Dataset entries
+---+
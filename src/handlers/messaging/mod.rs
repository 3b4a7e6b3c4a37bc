//! Messaging command handlers.

mod privmsg;

pub use privmsg::PrivmsgHandler;
//! KICK command handler.

use std::sync::Arc;

use async_trait::async_trait;
use minirc_proto::{Command, Message};
use tracing::info;

use super::super::helpers::{err_noprivileges, err_nosuchnick, err_notonchannel};
use super::super::{Context, Handler};
use crate::error::HandlerResult;

/// Handler for the KICK command.
///
/// Kicking the authenticated bot is allowed but futile: the server re-adds
/// it to the room immediately after the kick broadcast.
pub struct KickHandler;

#[async_trait]
impl Handler for KickHandler {
    async fn handle(&self, ctx: &mut Context<'_>, msg: &Message) -> HandlerResult {
        let Command::KICK(name, target, _reason) = &msg.command else {
            return Ok(());
        };
        let nick = ctx.nick_or_star();

        let Some(room) = ctx.registry.get_room(name) else {
            return ctx
                .send(err_notonchannel(ctx.server_name(), &nick, name))
                .await;
        };

        if !room.read().is_member(ctx.id) {
            return ctx
                .send(err_notonchannel(ctx.server_name(), &nick, name))
                .await;
        }

        let target_id = ctx
            .registry
            .find_by_nick(target)
            .filter(|&id| room.read().is_member(id));
        let Some(target_id) = target_id else {
            return ctx
                .send(err_nosuchnick(ctx.server_name(), &nick, target))
                .await;
        };

        if target_id == ctx.id {
            return ctx
                .send(err_noprivileges(ctx.server_name(), &nick, name))
                .await;
        }

        let member_ids = room.read().member_ids();
        let kick_line = Arc::new(Message::from_nick(
            &nick,
            Command::KICK(
                name.clone(),
                target.clone(),
                Some(format!("Kicked by {}", nick)),
            ),
        ));
        ctx.registry.broadcast(&member_ids, kick_line, None).await;

        {
            room.write().part(target_id);
        }
        info!(nick = %nick, target = %target, room = %name, "kicked from room");

        // The bot refuses to stay kicked.
        if ctx.registry.is_bot(target) {
            {
                room.write().join(target_id);
            }
            let rejoin = Arc::new(Message::from_nick(target, Command::JOIN(name.clone())));
            let member_ids = room.read().member_ids();
            ctx.registry.broadcast(&member_ids, rejoin, None).await;
            info!(target = %target, room = %name, "bot re-added after kick");
        }

        Ok(())
    }
}
//! Protocol error types.

use thiserror::Error;

/// Result type for protocol operations.
pub type Result<T> = std::result::Result<T, ProtocolError>;

/// Errors arising from reading, writing, or framing protocol data.
#[derive(Debug, Error)]
pub enum ProtocolError {
    /// An underlying I/O error.
    #[error("an io error occurred")]
    Io(#[from] std::io::Error),

    /// A framed line exceeded the codec's length limit.
    #[error("message exceeded line length limit ({actual} > {limit})")]
    MessageTooLong {
        /// Observed line length in bytes.
        actual: usize,
        /// Configured limit in bytes.
        limit: usize,
    },

    /// A line was not valid UTF-8.
    #[error("invalid utf-8 at byte {byte_pos}: {details}")]
    InvalidUtf8 {
        /// Offset of the first invalid byte.
        byte_pos: usize,
        /// Description from the UTF-8 decoder.
        details: String,
    },

    /// A line decoded cleanly but was not a valid message.
    #[error("invalid message: {string}")]
    InvalidMessage {
        /// The offending line, without its terminator.
        string: String,
        /// What was wrong with it.
        #[source]
        cause: MessageParseError,
    },
}

/// Errors specific to parsing a single message line.
#[derive(Debug, Clone, PartialEq, Eq, Error)]
pub enum MessageParseError {
    /// The line was empty (or whitespace only).
    #[error("empty message")]
    EmptyMessage,

    /// The command token was malformed (not letters or a 3-digit numeric).
    #[error("invalid command token")]
    InvalidCommand,

    /// A known command was missing required parameters.
    #[error("{command} is missing required parameters")]
    MissingParams {
        /// The (upper-cased) command verb.
        command: String,
    },

    /// A MODE flag string was not one of the accepted forms.
    #[error("invalid mode string: {raw}")]
    InvalidModeString {
        /// The flag token as received.
        raw: String,
    },
}
//! JOIN command handler.

use std::sync::Arc;

use async_trait::async_trait;
use minirc_proto::{ChannelExt, Command, Message};
use tracing::info;

use super::super::helpers::{err_bannedfromchan, err_nosuchchannel, names_replies};
use super::super::{Context, Handler};
use crate::error::HandlerResult;

/// Handler for the JOIN command.
pub struct JoinHandler;

#[async_trait]
impl Handler for JoinHandler {
    async fn handle(&self, ctx: &mut Context<'_>, msg: &Message) -> HandlerResult {
        let Command::JOIN(name) = &msg.command else {
            return Ok(());
        };
        let nick = ctx.nick_or_star();

        if !name.is_channel_name() {
            return ctx
                .send(err_nosuchchannel(ctx.server_name(), &nick, name))
                .await;
        }

        let room = ctx.registry.create_or_get_room(name);
        enum JoinOutcome {
            Banned,
            AlreadyJoined,
            Joined(Vec<crate::state::SessionId>),
        }
        let outcome = {
            let mut guard = room.write();
            if guard.is_banned(&nick) {
                JoinOutcome::Banned
            } else if !guard.join(ctx.id) {
                JoinOutcome::AlreadyJoined
            } else {
                JoinOutcome::Joined(guard.member_ids())
            }
        };
        let member_ids = match outcome {
            JoinOutcome::Banned => {
                // A newly created room may be sitting empty now; sweep it.
                ctx.registry.remove_room_if_empty(name);
                return ctx
                    .send(err_bannedfromchan(ctx.server_name(), &nick, name))
                    .await;
            }
            // Re-JOIN of a room the session is already in is a no-op.
            JoinOutcome::AlreadyJoined => return Ok(()),
            JoinOutcome::Joined(member_ids) => member_ids,
        };
        // Heal the narrow race with an empty-room sweep between creation and
        // the join above.
        ctx.registry.ensure_room_reachable(name, &room);

        let join_line = Arc::new(Message::from_nick(&nick, Command::JOIN(name.clone())));
        ctx.registry.broadcast(&member_ids, join_line, None).await;

        let names = ctx.registry.nicknames(&member_ids);
        let (namreply, endofnames) = names_replies(ctx.server_name(), &nick, name, &names);
        ctx.send(namreply).await?;
        ctx.send(endofnames).await?;

        info!(nick = %nick, room = %name, "joined room");
        Ok(())
    }
}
+---+
> [Exercise]: Tally the lines in the records above that contain the word "exceeded", and give only that number.

> [Completed exercise]: 2